### Requirement
If a line in the entries contains the string "Serialize", include that line in your answer.

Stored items
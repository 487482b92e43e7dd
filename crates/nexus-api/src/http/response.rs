//! Envelope response format for all API responses.
//!
//! Every response is wrapped in a consistent envelope:
//! ```json
//! {
//!   "data": { ... },
//!   "meta": { "request_id": "...", "timestamp": "...", "response_time_ms": 5 },
//!   "errors": [],
//!   "_links": { "self": "..." }
//! }
//! ```

use std::collections::HashMap;
use std::time::Instant;

use serde::Serialize;

/// Envelope response wrapping all API data.
#[derive(Debug, Serialize)]
pub struct ApiResponse<T: Serialize> {
    /// The main response payload.
    #[serde(skip_serializing_if = "Option::is_none")]
    pub data: Option<T>,

    /// Request metadata.
    pub meta: ApiMeta,

    /// Error list (empty on success).
    #[serde(skip_serializing_if = "Vec::is_empty")]
    pub errors: Vec<ApiErrorDetail>,

    /// HATEOAS-style links for discoverability.
    #[serde(rename = "_links", skip_serializing_if = "HashMap::is_empty")]
    pub links: HashMap<String, String>,
}

/// Metadata included in every response.
#[derive(Debug, Serialize)]
pub struct ApiMeta {
    /// Unique request identifier for tracing.
    pub request_id: String,
    /// ISO-8601 timestamp of the response.
    pub timestamp: String,
    /// Response time in milliseconds.
    pub response_time_ms: u64,
}

/// Individual error detail.
#[derive(Debug, Serialize)]
pub struct ApiErrorDetail {
    /// Machine-readable error code.
    pub code: String,
    /// Human-readable error message.
    pub message: String,
}

impl ApiMeta {
    fn now(request_id: String, response_time_ms: u64) -> Self {
        Self {
            request_id,
            timestamp: chrono::Utc::now().to_rfc3339(),
            response_time_ms,
        }
    }
}

impl<T: Serialize> ApiResponse<T> {
    /// Create a success response with data.
    pub fn success(data: T, request_id: String, response_time_ms: u64) -> Self {
        Self {
            data: Some(data),
            meta: ApiMeta::now(request_id, response_time_ms),
            errors: Vec::new(),
            links: HashMap::new(),
        }
    }

    /// Add a HATEOAS link.
    pub fn with_link(mut self, rel: &str, href: &str) -> Self {
        self.links.insert(rel.to_string(), href.to_string());
        self
    }
}

impl ApiResponse<()> {
    /// Create an error response (no data).
    pub fn error(code: &str, message: &str, request_id: String, response_time_ms: u64) -> Self {
        Self {
            data: None,
            meta: ApiMeta::now(request_id, response_time_ms),
            errors: vec![ApiErrorDetail {
                code: code.to_string(),
                message: message.to_string(),
            }],
            links: HashMap::new(),
        }
    }
}

/// Request id and start time captured when a handler begins.
pub struct RequestTimer {
    request_id: String,
    start: Instant,
}

impl RequestTimer {
    pub fn start() -> Self {
        Self {
            request_id: uuid::Uuid::now_v7().to_string(),
            start: Instant::now(),
        }
    }

    /// Wrap `data` in a success envelope stamped with this request's id and elapsed time.
    pub fn respond<T: Serialize>(self, data: T) -> ApiResponse<T> {
        let elapsed = self.start.elapsed().as_millis() as u64;
        ApiResponse::success(data, self.request_id, elapsed)
    }
}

### Exercise output
use serde::Serialize;
#[derive(Debug, Serialize)]
pub struct ApiResponse<T: Serialize> {
#[derive(Debug, Serialize)]
#[derive(Debug, Serialize)]
impl<T: Serialize> ApiResponse<T> {
    pub fn respond<T: Serialize>(self, data: T) -> ApiResponse<T> {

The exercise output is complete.